# Search Comments
In this notebook, I will show you how to use the method `search_comments` from `PMAW` to retrieve comments from the Reddit Pushshift API. To view more details about the Search Comments endpoint you can view the Pushshift [documentation](https://github.com/pushshift/api#searching-comments).

In [1]:
import pandas as pd
from pmaw import PushshiftAPI

In [2]:
# instantiate
api = PushshiftAPI()

## Data Preparation

In [3]:
# import test data into a dataframe
posts_df = pd.read_csv(f'./test_data.csv', delimiter=';', header=0)
posts_df.head(5)

Unnamed: 0,all_awardings,allow_live_comments,author,author_flair_css_class,author_flair_richtext,author_flair_text,author_flair_type,author_fullname,author_patreon_flair,author_premium,...,author_cakeday,distinguished,suggested_sort,crosspost_parent,crosspost_parent_list,category,top_awarded_type,poll_data,steward_reports,comment_ids
0,[],False,nf_hades,,[],,text,t2_hriq1b,False,False,...,,,,,,,,,,"gjacwx5,gjad2l6,gjadatw,gjadc7w,gjadcwh,gjadgd..."
1,[],False,MyLittleDeku,,[],,text,t2_7dj62vj2,False,False,...,,,,,,,,,,gjacn1r
2,[],False,lilirucaarde12,,[],,text,t2_6i04uaxw,False,False,...,,,,,,,,,,"gjac5fb,gjacdy5,gjaco45,gjasj4f,gjbxfeg"
3,[],False,[deleted],,,,,,,,...,,,,,,,,,,gjac9d6
4,[],False,sirdimpleton,,[],,text,t2_bznmn4i,False,False,...,,,,,,,,,,"gjaocmg,gjb2jsj,gjbisrw,gjbjbk8"


In [4]:
len(posts_df)

2500

The data in `posts_df`, contains 2500 submissions and their respective metadata extracted from a subreddit submission search, the comment_ids were added post-search with additional requests.

In [5]:
posts_df.loc[:, 'comment_ids'].isna().sum()

271

In [6]:
# extract comment_ids
comment_ids_str = list(posts_df.loc[posts_df['comment_ids'].notna(), 'comment_ids'])

In [7]:
# convert strings to lists
comment_ids = []
for c_str in comment_ids_str:
    # exclude ending , since all entries include one
    comment_ids.extend(c_str[:-1].split(","))
num_comments = len(comment_ids)
print(f'Ready to retrieve {num_comments} comments')

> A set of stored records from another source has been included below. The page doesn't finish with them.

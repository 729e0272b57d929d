use std::sync::Arc;

use axum::{
    Json,
    extract::{Path, Query, State},
    response::IntoResponse,
};
use chrono::Utc;
use serde::Serialize;

use crate::auth::{AuthContext, RequireAuth};
use crate::server::AppState;
use crate::server::dto::OperationLogQuery;
use crate::server::response::{ApiError, ApiResponse, PaginatedResponse, PaginationParams};
use crate::store::{OperationLogFilter, OutcomeFilter};
use crate::types::{OperationLog, OperationLogMessage};

#[derive(Serialize)]
struct OperationLogDetail {
    log: OperationLog,
    messages: Vec<OperationLogMessage>,
}

/// Administrators see every user's operations; everyone else sees their own.
fn owner_filter(state: &AppState, ctx: &AuthContext) -> Result<Option<i64>, ApiError> {
    if state.authorizer.user_is_admin(ctx.user.id)? {
        Ok(None)
    } else {
        Ok(Some(ctx.user.id))
    }
}

pub async fn list_operation_logs(
    RequireAuth(ctx): RequireAuth,
    State(state): State<Arc<AppState>>,
    Query(query): Query<OperationLogQuery>,
) -> impl IntoResponse {
    let outcome = match query.status.as_deref().filter(|s| !s.is_empty()) {
        Some(raw) => Some(
            OutcomeFilter::parse(raw)
                .ok_or_else(|| ApiError::bad_request(format!("unknown status filter '{raw}'")))?,
        ),
        None => None,
    };
    let filter = OperationLogFilter {
        user_id: owner_filter(&state, &ctx)?,
        server_id: query.server_id,
        stack_name: query.stack_name.filter(|s| !s.is_empty()),
        command: query.command.filter(|s| !s.is_empty()),
        outcome,
        days_back: query.days_back,
        search: query.search.filter(|s| !s.is_empty()),
    };
    let (page, page_size) = PaginationParams {
        page: query.page,
        page_size: query.page_size,
    }
    .resolve();

    let (logs, total) = state.store.list_operation_logs(&filter, page, page_size)?;
    Ok::<_, ApiError>(Json(PaginatedResponse::new(logs, total, page, page_size)))
}

/// Header plus every message. Accepts a numeric log id or an operation id.
pub async fn get_operation_log(
    RequireAuth(ctx): RequireAuth,
    State(state): State<Arc<AppState>>,
    Path(id): Path<String>,
) -> impl IntoResponse {
    let log = match id.parse::<i64>() {
        Ok(numeric) => state.store.get_operation_log(numeric)?,
        Err(_) => state.store.get_operation_log_by_operation_id(&id)?,
    }
    .ok_or_else(|| ApiError::not_found("Operation log not found"))?;

    if let Some(owner) = owner_filter(&state, &ctx)? {
        if log.user_id != owner {
            return Err(ApiError::not_found("Operation log not found"));
        }
    }

    let messages = state.store.list_operation_messages(log.id)?;
    Ok(Json(ApiResponse::success(OperationLogDetail { log, messages })))
}

/// Operations that are still alive by heartbeat.
pub async fn running_operations(
    RequireAuth(ctx): RequireAuth,
    State(state): State<Arc<AppState>>,
) -> impl IntoResponse {
    let cutoff = Utc::now() - state.config.queue.stale_after();
    let logs = state
        .store
        .running_operation_logs(owner_filter(&state, &ctx)?, cutoff)?;
    Ok::<_, ApiError>(Json(ApiResponse::success(logs)))
}

pub async fn operation_log_stats(
    RequireAuth(ctx): RequireAuth,
    State(state): State<Arc<AppState>>,
) -> impl IntoResponse {
    let stats = state
        .store
        .operation_log_stats(owner_filter(&state, &ctx)?)?;
    Ok::<_, ApiError>(Json(ApiResponse::success(stats)))
}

Ready to retrieve 43219 comments


In [8]:
comment_ids[:10]

['gjacwx5',
 'gjad2l6',
 'gjadatw',
 'gjadc7w',
 'gjadcwh',
 'gjadgd7',
 'gjadlbc',
 'gjadnoc',
 'gjadog1',
 'gjadphb']

## Search Comments

In [15]:
%%time
comments = api.search_comments(subreddit="science", limit=1000)

13656825 total results available for the selected parameters
Total:: Success Rate: 100.00% - Requests: 10 - Batches: 1
Wall time: 12.4 s


In [16]:
%%time
comments = api.search_comments(q="GME", subreddit="wallstreetbets", limit=1000)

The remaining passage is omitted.